The plan is to have six physicians-in-training in the program every year. Recruits for the Pierre-based program will spend their first year in Sioux Falls, seeing a high volume of patients and working with specialists that are not based in Pierre. Once the residents move to Pierre, they will spend two years seeing patients out of the capital city’s Sanford Health clinic while working on four-week rotations with the surgeons, oncologists and other specialists that are based in Pierre.
The Pierre program’s first two residents, Drs. Abby Serpan and Gene Campbell, started work in Sioux Falls in July 2018. They have now been working in Pierre since September.
Both physicians are examples of a less obvious advantage the Pierre rural residency program could provide for the state’s rural hospitals.
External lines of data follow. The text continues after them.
//! Offer-to-slot matching.
//!
//! For each incoming offer the matcher walks pending slots in a
//! deterministic order — applications by creation time ascending, slots by
//! index ascending — and greedily takes every slot whose resource request,
//! port demand, and constraint all fit within what remains of the offer.
//! An offer with no eligible slot is declined by the caller with a short
//! refuse interval so it returns promptly.

use std::collections::{HashMap, HashSet};

use crate::constraint::EvalContext;
use crate::offer::OfferAccount;
use crate::state::App;

/// One slot chosen for the offer under consideration.
#[derive(Debug, Clone, PartialEq, Eq)]
pub struct Assignment {
    pub app_idx: usize,
    pub slot_index: u32,
    pub ports: Vec<u16>,
}

/// Matches one offer against every pending slot, consuming the account.
///
/// `apps` must be ordered by creation time ascending; slot iteration order
/// follows the per-app index order. Slots assigned earlier in this very
/// offer count as occupying the offer's hostname, so `unique hostname`
/// holds within a single offer as well as across offers.
pub fn match_offer(apps: &[App], account: &mut OfferAccount<'_>) -> Vec<Assignment> {
    let mut assignments = Vec::new();
    // Hostname obligations created by assignments made against this offer,
    // keyed by registry position.
    let mut claimed: HashMap<usize, HashSet<String>> = HashMap::new();

    loop {
        let mut chosen: Option<Assignment> = None;

        'apps: for (app_idx, app) in apps.iter().enumerate() {
            let mut hostnames = app.hostnames_in_use();
            if let Some(extra) = claimed.get(&app_idx) {
                hostnames.extend(extra.iter().cloned());
            }

            for slot in app.slots.values() {
                if !slot.is_schedulable() {
                    continue;
                }
                if assignments
                    .iter()
                    .any(|a: &Assignment| a.app_idx == app_idx && a.slot_index == slot.index)
                {
                    continue;
                }

                let need = &slot.version.resources;
                let nports = slot.version.port_mappings.len();
                if !account.can_fit(need, nports) {
                    continue;
                }

                if let Some(constraint) = slot.version.constraint_ast() {
                    let ctx = EvalContext {
                        offer: account.offer,
                        hostnames_in_use: &hostnames,
                    };
                    if !constraint.eval(&ctx) {
                        continue;
                    }
                }

                let ports = account
                    .take(need, nports)
                    .expect("can_fit checked before take");
                chosen = Some(Assignment {
                    app_idx,
                    slot_index: slot.index,
                    ports,
                });
                break 'apps;
            }
        }

        match chosen {
            Some(assignment) => {
                claimed
                    .entry(assignment.app_idx)
                    .or_default()
                    .insert(account.offer.hostname.clone());
                assignments.push(assignment);
            }
            None => break,
        }
    }

    assignments
}
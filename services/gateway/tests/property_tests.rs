//! Property-based tests for registry invariants.

use std::collections::HashMap;
use std::net::IpAddr;
use std::sync::Arc;
use std::time::Duration;

use osprey_events::Target;
use osprey_gateway::{GatewayError, UpstreamRegistry};
use osprey_id::{AppId, TaskId, VersionId};
use proptest::prelude::*;
use tokio::runtime::Runtime;

fn target(app: &str, alias: &str, index: u32, weight: f64) -> Target {
    let app_id: AppId = app.parse().unwrap();
    Target {
        task_id: TaskId::compose(&app_id, index, 1),
        app_id,
        alias: alias.to_string(),
        version_id: VersionId::new(),
        task_ip: "10.0.0.1".parse().unwrap(),
        task_port: 31000 + index as u16,
        weight,
    }
}

fn registry() -> Arc<UpstreamRegistry> {
    Arc::new(UpstreamRegistry::new(
        Duration::from_secs(600),
        Duration::from_secs(60),
    ))
}

#[derive(Debug, Clone)]
enum Op {
    Lookup(u8),
    RemoveTarget(u8),
}

fn arb_ops() -> impl Strategy<Value = Vec<Op>> {
    prop::collection::vec(
        prop_oneof![
            4 => (0u8..4).prop_map(Op::Lookup),
            1 => (0u8..4).prop_map(Op::RemoveTarget),
        ],
        1..40,
    )
}

proptest! {
    /// Two consecutive lookups for the same client, with no intervening
    /// removal of its pinned target, return the same target.
    #[test]
    fn session_affinity_survives_unrelated_changes(ops in arb_ops()) {
        let rt = Runtime::new().unwrap();
        rt.block_on(async {
            let registry = registry();
            let app: AppId = "web".parse().unwrap();
            let targets: Vec<Target> =
                (0..4).map(|i| target("web", "web", i, 1.0)).collect();
            for t in &targets {
                registry.upsert_target(t.clone()).await.unwrap();
            }

            let mut pins: HashMap<IpAddr, TaskId> = HashMap::new();
            let mut present: Vec<bool> = vec![true; 4];

            for op in &ops {
                match op {
                    Op::Lookup(client) => {
                        let ip: IpAddr = format!("1.2.3.{client}").parse().unwrap();
                        let Some(picked) = registry.lookup(ip, &app, None).await else {
                            prop_assert!(present.iter().all(|p| !p));
                            continue;
                        };
                        if let Some(pinned) = pins.get(&ip) {
                            let pin_index = pinned.slot_index().unwrap() as usize;
                            if present[pin_index] {
                                prop_assert_eq!(
                                    &picked.task_id,
                                    pinned,
                                    "client {} lost its session",
                                    ip
                                );
                            }
                        }
                        pins.insert(ip, picked.task_id.clone());
                    }
                    Op::RemoveTarget(index) => {
                        let index = *index as usize;
                        if present[index] {
                            registry.remove_target(&targets[index]).await;
                            present[index] = false;
                        }
                    }
                }
            }
            Ok(())
        })?;
    }

    /// Whatever the upsert order, aliases stay unique across the registry:
    /// a conflicting insert is rejected and changes nothing.
    #[test]
    fn aliases_remain_unique(
        inserts in prop::collection::vec(
            (
                prop::sample::select(vec!["alpha", "beta", "gamma"]),
                prop::sample::select(vec!["foo", "bar"]),
                0u32..3,
            ),
            1..30,
        ),
    ) {
        let rt = Runtime::new().unwrap();
        rt.block_on(async {
            let registry = registry();
            // alias → owning app, tracked from accepted first inserts.
            let mut owners: HashMap<String, String> = HashMap::new();

            for (app, alias, index) in &inserts {
                let app_id: AppId = app.parse().unwrap();
                let had_upstream = registry.target_count(&app_id).await > 0;
                let result = registry
                    .upsert_target(target(app, alias, *index, 1.0))
                    .await;

                match result {
                    Ok(()) => {
                        if !had_upstream {
                            // A brand-new upstream claimed this alias; it
                            // must have been free.
                            prop_assert!(owners.get(*alias).is_none());
                            owners.insert(alias.to_string(), app.to_string());
                        }
                        // An existing upstream keeps its original alias; the
                        // alias argument of later targets is not rebinding.
                    }
                    Err(GatewayError::AliasConflict { .. }) => {
                        prop_assert!(!had_upstream);
                        prop_assert!(
                            owners.get(*alias).is_some_and(|owner| owner != app)
                        );
                    }
                    Err(other) => prop_assert!(false, "unexpected error: {other}"),
                }
            }

            // Every claimed alias still resolves to its original owner.
            for (alias, owner) in &owners {
                prop_assert_eq!(
                    registry.app_for_alias(alias).await,
                    Some(owner.parse().unwrap())
                );
            }
            Ok(())
        })?;
    }
}
//! Gateway error types.

use osprey_events::EventError;
use osprey_id::AppId;
use thiserror::Error;

/// Errors raised by the upstream registry.
#[derive(Debug, Error)]
pub enum GatewayError {
    /// Another application already routes under this alias.
    #[error("alias '{alias}' conflict: held by app '{held_by}'")]
    AliasConflict { alias: String, held_by: AppId },

    /// The target failed cross-field validation.
    #[error(transparent)]
    InvalidTarget(#[from] EventError),
}
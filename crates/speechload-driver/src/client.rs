// HTTP call wrapper for the speech-synthesis endpoint.

use serde::Serialize;
use thiserror::Error;

use speechload_core::Voice;

/// Path suffix every target URL is normalized to end with.
pub const SPEECH_PATH: &str = "/v1/audio/speech";

/// Fixed model identifier sent with every request.
const MODEL: &str = "tts-1";

/// Fixed speed multiplier sent with every request.
const SPEED: f64 = 1.0;

/// Static placeholder credential; the target server does not validate it.
const API_KEY: &str = "dummy-api-key";

#[derive(Error, Debug)]
pub enum ClientError {
    /// Connection, timeout, or malformed-response failure; anything
    /// that prevented observing an HTTP status at all.
    #[error("transport error: {0}")]
    Transport(#[from] reqwest::Error),
}

#[derive(Serialize)]
struct SpeechRequest<'a> {
    input: &'a str,
    model: &'a str,
    voice: Voice,
    speed: f64,
}

/// Raw observation of one HTTP exchange, before classification.
///
/// The body is treated as an opaque binary blob; it is never decoded.
#[derive(Debug)]
pub struct SpeechResponse {
    pub status: u16,
    pub content_type: Option<String>,
    pub body: Vec<u8>,
}

/// Client for the speech-synthesis endpoint.
///
/// Holds a pooled `reqwest::Client` and the fully-normalized endpoint
/// URL; one instance is shared across every request of a run.
pub struct SpeechClient {
    http: reqwest::Client,
    endpoint: String,
}

impl SpeechClient {
    /// Build a client for `base_url`, appending the speech path
    /// unless the URL already ends with it.
    pub fn new(base_url: &str) -> Self {
        Self {
            http: reqwest::Client::new(),
            endpoint: normalize_url(base_url),
        }
    }

    /// The fully-qualified endpoint URL requests are sent to.
    pub fn endpoint(&self) -> &str {
        &self.endpoint
    }

    /// POST one synthesis request and read the full body.
    ///
    /// Non-200 statuses come back as observations, not errors; only
    /// transport-level failures surface as `ClientError`.
    pub async fn synthesize(
        &self,
        text: &str,
        voice: Voice,
    ) -> Result<SpeechResponse, ClientError> {
        let request = SpeechRequest {
            input: text,
            model: MODEL,
            voice,
            speed: SPEED,
        };

        let response = self
            .http
            .post(&self.endpoint)
            .header("Authorization", format!("Bearer {}", API_KEY))
            .header("Content-Type", "application/json")
            .json(&request)
            .send()
            .await?;

        let status = response.status().as_u16();
        let content_type = response
            .headers()
            .get(reqwest::header::CONTENT_TYPE)
            .and_then(|value| value.to_str().ok())
            .map(|value| value.to_string());
        let body = response.bytes().await?.to_vec();

        Ok(SpeechResponse {
            status,
            content_type,
            body,
        })
    }
}

fn normalize_url(base_url: &str) -> String {
    if base_url.ends_with(SPEECH_PATH) {
        base_url.to_string()
    } else {
        format!("{}{}", base_url.trim_end_matches('/'), SPEECH_PATH)
    }
}
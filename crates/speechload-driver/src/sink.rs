// Persists raw audio bytes from successful responses.

use std::io;
use std::path::PathBuf;

use speechload_core::Voice;

/// Default directory for saved audio files.
pub const DEFAULT_OUTPUT_DIR: &str = "test_output";

/// Writes one `.mp3` file per successful request, named
/// deterministically from sequence number and voice.
#[derive(Debug, Clone)]
pub struct AudioSink {
    dir: PathBuf,
}

impl AudioSink {
    /// Open the sink, creating `dir` if it does not exist.
    pub fn new(dir: impl Into<PathBuf>) -> io::Result<Self> {
        let dir = dir.into();
        std::fs::create_dir_all(&dir)?;
        Ok(Self { dir })
    }

    /// Deterministic path for a request's audio dump.
    pub fn path_for(&self, sequence: u64, voice: Voice) -> PathBuf {
        self.dir.join(format!("test_{}_{}.mp3", sequence, voice))
    }

    /// Write the raw response bytes, untransformed.
    pub async fn save(&self, sequence: u64, voice: Voice, bytes: &[u8]) -> io::Result<PathBuf> {
        let path = self.path_for(sequence, voice);
        tokio::fs::write(&path, bytes).await?;
        Ok(path)
    }
}

#[cfg(test)]
mod tests {
    use super::*;

    #[test]
    fn file_names_follow_sequence_and_voice() {
        let tmp = tempfile::tempdir().unwrap();
        let sink = AudioSink::new(tmp.path()).unwrap();
        assert_eq!(
            sink.path_for(7, Voice::Onyx),
            tmp.path().join("test_7_onyx.mp3")
        );
    }

    #[tokio::test]
    async fn save_writes_bytes_verbatim() {
        let tmp = tempfile::tempdir().unwrap();
        let sink = AudioSink::new(tmp.path()).unwrap();

        let bytes = vec![0xffu8, 0xf3, 0x10, 0x20];
        let path = sink.save(1, Voice::Alloy, &bytes).await.unwrap();

        assert_eq!(std::fs::read(&path).unwrap(), bytes);
    }

    #[test]
    fn new_creates_missing_directories() {
        let tmp = tempfile::tempdir().unwrap();
        let nested = tmp.path().join("a").join("b");
        AudioSink::new(&nested).unwrap();
        assert!(nested.is_dir());
    }
}
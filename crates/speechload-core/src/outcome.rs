// Request descriptors and per-request outcome records.

use chrono::{DateTime, Utc};
use serde::{Deserialize, Serialize};
use std::time::Duration;

use crate::{TextLength, Voice};

/// Immutable description of one request, built before dispatch.
///
/// The voice is derived from the sequence number, so a descriptor is
/// fully determined by `(sequence, text_length)`.
#[derive(Debug, Clone, Copy, PartialEq, Eq)]
pub struct RequestSpec {
    pub sequence: u64,
    pub voice: Voice,
    pub text_length: TextLength,
}

impl RequestSpec {
    /// Descriptor for the `sequence`-th request of a run.
    pub fn new(sequence: u64, text_length: TextLength) -> Self {
        Self {
            sequence,
            voice: Voice::for_sequence(sequence),
            text_length,
        }
    }
}

/// What happened to one dispatched request.
///
/// Exactly one record exists per attempted request, including
/// transport failures; records are never mutated after creation.
#[derive(Debug, Clone, Serialize, Deserialize)]
pub struct RequestOutcome {
    pub sequence: u64,
    pub voice: Voice,
    pub text_length: TextLength,
    /// HTTP status code, or 0 when the transport failed.
    pub status: u16,
    /// Wall-clock time from just before send to just after the body
    /// was fully read.
    pub duration: Duration,
    pub success: bool,
    /// When the request was dispatched.
    pub timestamp: DateTime<Utc>,
    pub content_type: Option<String>,
    pub response_bytes: u64,
    /// Transport error description; `None` for requests that produced
    /// an HTTP response.
    pub error: Option<String>,
}

impl RequestOutcome {
    /// Record for a request that produced an HTTP response.
    ///
    /// Success requires status 200 and a non-empty body.
    pub fn completed(
        spec: RequestSpec,
        status: u16,
        content_type: Option<String>,
        response_bytes: u64,
        duration: Duration,
        timestamp: DateTime<Utc>,
    ) -> Self {
        Self {
            sequence: spec.sequence,
            voice: spec.voice,
            text_length: spec.text_length,
            status,
            duration,
            success: status == 200 && response_bytes > 0,
            timestamp,
            content_type,
            response_bytes,
            error: None,
        }
    }

    /// Record for a request that never produced an HTTP response.
    pub fn transport_failed(
        spec: RequestSpec,
        error: String,
        duration: Duration,
        timestamp: DateTime<Utc>,
    ) -> Self {
        Self {
            sequence: spec.sequence,
            voice: spec.voice,
            text_length: spec.text_length,
            status: 0,
            duration,
            success: false,
            timestamp,
            content_type: None,
            response_bytes: 0,
            error: Some(error),
        }
    }

    /// Error-or-status description used in failure listings.
    pub fn failure_reason(&self) -> String {
        match &self.error {
            Some(error) => error.clone(),
            None => format!("HTTP {}", self.status),
        }
    }
}

#[cfg(test)]
mod tests {
    use super::*;

    fn spec(sequence: u64) -> RequestSpec {
        RequestSpec::new(sequence, TextLength::Short)
    }

    #[test]
    fn descriptor_derives_voice_from_sequence() {
        assert_eq!(spec(1).voice, Voice::Alloy);
        assert_eq!(spec(5).voice, Voice::Echo);
        assert_eq!(spec(12).voice, Voice::Alloy);
    }

    #[test]
    fn success_requires_200_and_nonempty_body() {
        let now = Utc::now();
        let d = Duration::from_millis(10);

        let ok = RequestOutcome::completed(spec(1), 200, None, 64, d, now);
        assert!(ok.success);

        let empty = RequestOutcome::completed(spec(2), 200, None, 0, d, now);
        assert!(!empty.success);

        let server_error = RequestOutcome::completed(spec(3), 500, None, 64, d, now);
        assert!(!server_error.success);

        let not_found = RequestOutcome::completed(spec(4), 404, None, 0, d, now);
        assert!(!not_found.success);
    }

    #[test]
    fn transport_failure_has_status_zero_and_error() {
        let outcome = RequestOutcome::transport_failed(
            spec(7),
            "connection refused".to_string(),
            Duration::from_millis(3),
            Utc::now(),
        );
        assert_eq!(outcome.status, 0);
        assert!(!outcome.success);
        assert_eq!(outcome.response_bytes, 0);
        assert_eq!(outcome.failure_reason(), "connection refused");
    }

    #[test]
    fn failure_reason_falls_back_to_status() {
        let outcome = RequestOutcome::completed(
            spec(1),
            503,
            None,
            0,
            Duration::from_millis(5),
            Utc::now(),
        );
        assert_eq!(outcome.failure_reason(), "HTTP 503");
    }
}
// Speechload CLI
//
// Design Decision: clap derive for argument parsing; short and long
// forms for every flag, with an env fallback for the server URL.
// Design Decision: recorded request failures are a reported outcome,
// not a process-level error; the process exits 0 after the summary.

use anyhow::Result;
use clap::Parser;
use tracing_subscriber::{layer::SubscriberExt, util::SubscriberInitExt};

use speechload_core::TextLength;
use speechload_driver::{run, RunConfig, DEFAULT_OUTPUT_DIR};

/// Pressure tester for a speech-synthesis HTTP API.
///
/// Sends batched synthesis requests, cycling through every voice,
/// until a fixed count completes or a failure is observed, then
/// prints latency and throughput statistics.
#[derive(Parser)]
#[command(name = "speechload")]
#[command(version)]
struct Cli {
    /// Server base URL
    #[arg(
        short,
        long,
        env = "SPEECHLOAD_URL",
        default_value = "http://localhost:7000"
    )]
    url: String,

    /// Length of text to use for testing
    #[arg(short, long, value_enum, default_value_t = TextLength::Medium)]
    text_length: TextLength,

    /// Save audio files to the output directory
    #[arg(short, long)]
    save_audio: bool,

    /// Number of requests to send (default: continuous until failure)
    #[arg(short, long)]
    num_requests: Option<u64>,

    /// Number of concurrent requests
    #[arg(short, long, default_value_t = 1, value_parser = clap::value_parser!(u64).range(1..))]
    concurrency: u64,
}

#[tokio::main]
async fn main() -> Result<()> {
    tracing_subscriber::registry()
        .with(
            tracing_subscriber::EnvFilter::try_from_default_env()
                .unwrap_or_else(|_| "speechload_driver=info".into()),
        )
        .with(tracing_subscriber::fmt::layer())
        .init();

    let cli = Cli::parse();

    let config = RunConfig {
        base_url: cli.url,
        text_length: cli.text_length,
        save_audio: cli.save_audio,
        num_requests: cli.num_requests,
        concurrency: cli.concurrency,
        output_dir: DEFAULT_OUTPUT_DIR.into(),
    };

    let requests_label = match config.num_requests {
        Some(n) => n.to_string(),
        None => "continuous".to_string(),
    };
    let banner = format!(
        "Test Results ({} text, {} requests, {} concurrency)",
        config.text_length, requests_label, config.concurrency
    );

    let summary = run(config).await?;

    println!();
    println!("{}", "=".repeat(60));
    println!("{}", banner);
    println!("{}", "=".repeat(60));
    print!("{}", summary);

    Ok(())
}
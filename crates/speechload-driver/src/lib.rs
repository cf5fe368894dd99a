// Load driver for the speechload pressure tester.
//
// This crate provides the HTTP call wrapper for the speech-synthesis
// endpoint, the audio persistence sink, and the batch runner with the
// failure-stopping control loop.

mod client;
mod runner;
mod sink;

pub use client::{ClientError, SpeechClient, SpeechResponse, SPEECH_PATH};
pub use runner::{run, RunConfig};
pub use sink::{AudioSink, DEFAULT_OUTPUT_DIR};
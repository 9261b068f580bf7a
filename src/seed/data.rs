use anyhow::{Context, Result};
use serde::Serialize;

use crate::model::{
    parse_date, Address, Collection, Document, Id, NewAssistant, NewCanton, NewChild, NewClass,
    NewCourse, NewPerson, NewTeaching, NewTheme, Period, Role,
};
use crate::store::traits::EntityStore;

async fn put<S: EntityStore, T: Serialize>(
    store: &S,
    collection: Collection,
    entity: &T,
) -> Result<Id> {
    let stored = store
        .insert(collection, Document::from_entity(entity)?)
        .await
        .with_context(|| format!("Failed to seed {}", collection))?;
    Ok(stored.id().unwrap_or_default().to_string())
}

fn address(post_code: u32, city: &str, street_name: &str, street_number: u32) -> Address {
    Address {
        post_code,
        city: city.to_string(),
        street_name: street_name.to_string(),
        street_number,
    }
}

async fn person<S: EntityStore>(
    store: &S,
    first_name: &str,
    last_name: &str,
    role: Role,
    home: Address,
) -> Result<Id> {
    let email = format!(
        "{}.{}@mail.com",
        first_name.to_lowercase(),
        last_name.to_lowercase()
    );
    put(
        store,
        Collection::People,
        &NewPerson {
            last_name: last_name.to_string(),
            first_name: first_name.to_string(),
            email,
            phone_number: "+41 78 888 88 88".to_string(),
            address: home,
            role,
        },
    )
    .await
}

async fn class<S: EntityStore>(store: &S, canton_id: &Id, period: Period) -> Result<Id> {
    put(
        store,
        Collection::Classes,
        &NewClass {
            canton_id: Some(canton_id.clone()),
            period,
        },
    )
    .await
}

async fn course<S: EntityStore>(
    store: &S,
    theme_id: &Id,
    class_id: &Id,
    date: &str,
    absence: Vec<Id>,
) -> Result<Id> {
    let date = parse_date(date).with_context(|| format!("Invalid seed date {}", date))?;
    put(
        store,
        Collection::Courses,
        &NewCourse {
            theme_id: Some(theme_id.clone()),
            class_id: Some(class_id.clone()),
            date,
            cost: 120.0,
            absence,
        },
    )
    .await
}

/// Load a small demonstration program: the cantons of Jura and Vaud with their classes,
/// themes, people, assistants, children, courses and teachings
pub async fn load_seed_data<S: EntityStore>(store: &S) -> Result<()> {
    let jura = put(
        store,
        Collection::Cantons,
        &NewCanton {
            name: "Jura".to_string(),
            budget: 25_000.0,
            address: address(2800, "Delémont", "Rue de la Préfecture", 12),
        },
    )
    .await?;
    let vaud = put(
        store,
        Collection::Cantons,
        &NewCanton {
            name: "Vaud".to_string(),
            budget: 40_000.0,
            address: address(1014, "Lausanne", "Place du Château", 1),
        },
    )
    .await?;

    let jura_morning = class(store, &jura, Period::Morning).await?;
    let jura_afternoon = class(store, &jura, Period::Afternoon).await?;
    let vaud_morning = class(store, &vaud, Period::Morning).await?;

    let gmail = put(
        store,
        Collection::Themes,
        &NewTheme {
            title: "Gmail".to_string(),
            description: Some("Sending and organising email".to_string()),
        },
    )
    .await?;
    let word = put(
        store,
        Collection::Themes,
        &NewTheme {
            title: "Word".to_string(),
            description: Some("Writing and formatting letters".to_string()),
        },
    )
    .await?;

    let longs_champs = address(2800, "Delémont", "Longs-Champs", 14);
    person(store, "Olivier", "Dupond", Role::Boss, longs_champs.clone()).await?;

    let stand = address(2800, "Delémont", "Rue du Stand", 3);
    let jean = person(store, "Jean", "Marais", Role::Assistant, stand).await?;
    let france = address(1004, "Lausanne", "Avenue de France", 8);
    let luc = person(store, "Luc", "Favre", Role::Assistant, france).await?;
    for (assistant, canton) in [(&jean, &jura), (&luc, &vaud)] {
        put(
            store,
            Collection::Assistants,
            &NewAssistant {
                id: Some(assistant.clone()),
                canton_id: Some(canton.clone()),
                salary: 24.0,
            },
        )
        .await?;
    }

    let marie = person(store, "Marie", "Dupond", Role::Child, longs_champs).await?;
    let geneve = address(1004, "Lausanne", "Rue de Genève", 21);
    let paul = person(store, "Paul", "Curie", Role::Child, geneve).await?;
    for (child, class_id) in [(&marie, &jura_afternoon), (&paul, &vaud_morning)] {
        put(
            store,
            Collection::Children,
            &NewChild {
                id: Some(child.clone()),
                class_id: Some(class_id.clone()),
                parental_statement: true,
                allergy: "None".to_string(),
            },
        )
        .await?;
    }

    let gmail_jura = course(store, &gmail, &jura_morning, "2021-02-21", Vec::new()).await?;
    let word_vaud = course(store, &word, &vaud_morning, "2021-02-21", vec![paul.clone()]).await?;
    let word_jura = course(store, &word, &jura_afternoon, "2021-03-07", Vec::new()).await?;

    for (assistant, course_id) in [(&jean, &gmail_jura), (&jean, &word_jura), (&luc, &word_vaud)] {
        put(
            store,
            Collection::Teachings,
            &NewTeaching {
                assistant_id: Some(assistant.clone()),
                course_id: Some(course_id.clone()),
            },
        )
        .await?;
    }

    log::info!(
        "Seed data loaded: 2 cantons, 3 classes, 2 themes, 5 people, 3 courses, 3 teachings"
    );
    Ok(())
}

#[cfg(test)]
mod tests {
    use super::*;
    use crate::store::InMemoryStore;

    #[tokio::test]
    async fn seed_fills_every_collection() {
        let store = InMemoryStore::new();
        load_seed_data(&store).await.unwrap();

        assert_eq!(store.count(Collection::Cantons), 2);
        assert_eq!(store.count(Collection::Classes), 3);
        assert_eq!(store.count(Collection::People), 5);
        assert_eq!(store.count(Collection::Assistants), 2);
        assert_eq!(store.count(Collection::Children), 2);
        assert_eq!(store.count(Collection::Courses), 3);
        assert_eq!(store.count(Collection::Teachings), 3);
    }
}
Both Serpan and Campbell said they grew up in small towns, like to hunt and fish and always intended to work in rural areas.
Serpan hails from Dodge City in western Kansas and went to college at Fort Hays State University in Hays, Kansas. She attended medical school at a relatively new satellite campus of the University of Kansas School of Medicine in Salina that was created specifically for students who wanted to work in rural settings. Serpan said rural communities need quality health care and she wants to be part of providing it.
“What really shaped me was own health issues. My pediatrician, when I was younger, found I had congenital scoliosis. I had to have surgery at a young age. And Dodge City is as a rural community and if I hadn’t had a doctor there, who had caught it, they told me I would have been paralyzed by middle school,” Serpan said.
Campbell took a roundabout way into medicine. He graduated from high school in the late 1980s, joined the U.S. Army, became a Ranger, left the Army and started college for business but ended up as a carpenter building houses in a small town in central Michigan. Then, the Great Recession hit in 2008 and the construction business tanked.
Eventually, Campbell found his way into medical school in Chicago. City life, he said, was not for him. When it came time to look for a residency program in 2017, the Pierre program stood out because it was in a relatively small community and because it was new.
“I was able to make history without really trying,” Campbell said.
Campbell said he’s already signed up with Sanford Health to work in Wahpeton, North Dakota, a town of about 7,800 people on the state’s border with Minnesota, once he finishes his residency training.